PROBLEM: Locate, in the data below, the line that contains "#[serde(skip)]" and the line that contains "pub fn record(&mut"; reproduce exactly those two lines and every line between them, nothing more.

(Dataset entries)
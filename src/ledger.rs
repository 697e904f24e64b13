//! Record of created interfaces
//!
//! Delete only needs the resource id, but something has to remember the ids
//! between `up` and `down`. The ledger is a small JSON file holding the state
//! returned by every successful create, in creation order.

use crate::error::{Error, Result};
use crate::interface::InterfaceState;
use serde::{Deserialize, Serialize};
use std::fs;
use std::io::ErrorKind;
use std::path::{Path, PathBuf};

/// Persisted interface states
#[derive(Debug, Default, Serialize, Deserialize)]
pub struct Ledger {
    /// File backing this ledger
    #[serde(skip)]
    path: PathBuf,

    /// Created interfaces, oldest first
    #[serde(default)]
    interfaces: Vec<InterfaceState>,
}

impl Ledger {
    /// Load the ledger at `path`; a missing file is an empty ledger
    pub fn load(path: &Path) -> Result<Self> {
        let mut ledger = match fs::read_to_string(path) {
            Ok(content) => serde_json::from_str::<Ledger>(&content)?,
            Err(e) if e.kind() == ErrorKind::NotFound => Ledger::default(),
            Err(e) => {
                return Err(Error::LedgerRead {
                    path: path.to_path_buf(),
                    source: e,
                });
            }
        };

        ledger.path = path.to_path_buf();
        Ok(ledger)
    }

    /// Write the ledger back to its file
    ///
    /// Writes a sibling temp file first and renames it over the target.
    pub fn save(&self) -> Result<()> {
        if let Some(parent) = self.path.parent()
            && !parent.as_os_str().is_empty()
        {
            fs::create_dir_all(parent)?;
        }

        let tmp = self.path.with_extension("tmp");
        fs::write(&tmp, serde_json::to_string_pretty(self)?)?;
        fs::rename(&tmp, &self.path)?;
        Ok(())
    }

    pub fn path(&self) -> &Path {
        &self.path
    }

    pub fn get(&self, id: &str) -> Option<&InterfaceState> {
        self.interfaces.iter().find(|s| s.id == id)
    }

    pub fn contains(&self, id: &str) -> bool {
        self.get(id).is_some()
    }

    /// Record a created interface, replacing any entry with the same id
    pub fn record(&mut self, state: InterfaceState) {
        match self.interfaces.iter_mut().find(|s| s.id == state.id) {
            Some(existing) => *existing = state,
            None => self.interfaces.push(state),
        }
    }

    pub fn remove(&mut self, id: &str) -> Option<InterfaceState> {
        let index = self.interfaces.iter().position(|s| s.id == id)?;
        Some(self.interfaces.remove(index))
    }

    /// Recorded states, oldest first
    pub fn interfaces(&self) -> &[InterfaceState] {
        &self.interfaces
    }

    pub fn is_empty(&self) -> bool {
        self.interfaces.is_empty()
    }
}
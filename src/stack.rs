//! Declarative apply and destroy of configured interfaces
//!
//! Handles:
//! - Creating every configured interface the ledger does not record yet
//! - Deleting recorded interfaces newest first
//! - Reporting configured vs recorded interfaces

use crate::command::CommandRunner;
use crate::error::Result;
use crate::interface::InterfaceSpec;
use crate::ledger::Ledger;
use crate::manifest::HostifaceConfig;
use crate::provider::{DeleteOutcome, InterfaceProvider};
use serde::Serialize;
use tracing::{info, warn};

/// Configured interfaces together with the ledger of what exists
pub struct Stack<R> {
    config: HostifaceConfig,
    ledger: Ledger,
    provider: InterfaceProvider<R>,
}

/// One line of `status`
#[derive(Debug, Clone, PartialEq, Eq, Serialize)]
pub struct StatusEntry {
    pub name: String,
    pub address: Option<String>,
    pub recorded: bool,
    pub configured: bool,
}

impl<R: CommandRunner> Stack<R> {
    pub fn new(config: HostifaceConfig, ledger: Ledger, provider: InterfaceProvider<R>) -> Self {
        Self {
            config,
            ledger,
            provider,
        }
    }

    /// Create configured interfaces missing from the ledger, in declaration order
    ///
    /// Stops at the first failure. Interfaces created before it stay recorded.
    /// Returns the names created by this call.
    pub fn up(&mut self) -> Result<Vec<String>> {
        let mut created = Vec::new();

        for spec in &self.config.interfaces {
            if self.ledger.contains(&spec.name) {
                info!(interface = %spec.name, "already recorded, skipping");
                continue;
            }

            let state = self.provider.create(spec)?;
            self.ledger.record(state);
            if let Err(e) = self.ledger.save() {
                warn!(
                    interface = %spec.name,
                    ledger = %self.ledger.path().display(),
                    error = %e,
                    "interface created but not recorded; `down` will not remove it"
                );
                return Err(e);
            }
            created.push(spec.name.clone());
        }

        Ok(created)
    }

    /// Delete every recorded interface, newest first
    ///
    /// Each delete is best effort; every entry leaves the ledger either way.
    pub fn down(&mut self) -> Result<Vec<(String, DeleteOutcome)>> {
        let ids: Vec<String> = self
            .ledger
            .interfaces()
            .iter()
            .rev()
            .map(|s| s.id.clone())
            .collect();

        let mut outcomes = Vec::new();
        for id in ids {
            let props = self
                .ledger
                .get(&id)
                .map(|s| s.spec())
                .unwrap_or_else(|| InterfaceSpec::new(id.as_str()));

            let outcome = self.provider.delete(&id, &props);
            if let DeleteOutcome::Skipped { reason } = &outcome {
                warn!(interface = %id, reason = %reason, "retired without confirmed teardown");
            }

            self.ledger.remove(&id);
            self.ledger.save()?;
            outcomes.push((id, outcome));
        }

        Ok(outcomes)
    }

    /// Configured interfaces first, then recorded ones no longer configured
    pub fn status(&self) -> Vec<StatusEntry> {
        let mut entries: Vec<StatusEntry> = self
            .config
            .interfaces
            .iter()
            .map(|spec| StatusEntry {
                name: spec.name.clone(),
                address: spec.address.clone(),
                recorded: self.ledger.contains(&spec.name),
                configured: true,
            })
            .collect();

        for state in self.ledger.interfaces() {
            if self.config.get_interface(&state.id).is_none() {
                entries.push(StatusEntry {
                    name: state.id.clone(),
                    address: state.address.clone(),
                    recorded: true,
                    configured: false,
                });
            }
        }

        entries
    }

    pub fn ledger(&self) -> &Ledger {
        &self.ledger
    }
}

EXERCISE OUTPUT:
    #[serde(skip)]
    path: PathBuf,

    /// Created interfaces, oldest first
    #[serde(default)]
    interfaces: Vec<InterfaceState>,
}

impl Ledger {
    /// Load the ledger at `path`; a missing file is an empty ledger
    pub fn load(path: &Path) -> Result<Self> {
        let mut ledger = match fs::read_to_string(path) {
            Ok(content) => serde_json::from_str::<Ledger>(&content)?,
            Err(e) if e.kind() == ErrorKind::NotFound => Ledger::default(),
            Err(e) => {
                return Err(Error::LedgerRead {
                    path: path.to_path_buf(),
                    source: e,
                });
            }
        };

        ledger.path = path.to_path_buf();
        Ok(ledger)
    }

    /// Write the ledger back to its file
    ///
    /// Writes a sibling temp file first and renames it over the target.
    pub fn save(&self) -> Result<()> {
        if let Some(parent) = self.path.parent()
            && !parent.as_os_str().is_empty()
        {
            fs::create_dir_all(parent)?;
        }

        let tmp = self.path.with_extension("tmp");
        fs::write(&tmp, serde_json::to_string_pretty(self)?)?;
        fs::rename(&tmp, &self.path)?;
        Ok(())
    }

    pub fn path(&self) -> &Path {
        &self.path
    }

    pub fn get(&self, id: &str) -> Option<&InterfaceState> {
        self.interfaces.iter().find(|s| s.id == id)
    }

    pub fn contains(&self, id: &str) -> bool {
        self.get(id).is_some()
    }

    /// Record a created interface, replacing any entry with the same id
    pub fn record(&mut self, state: InterfaceState) {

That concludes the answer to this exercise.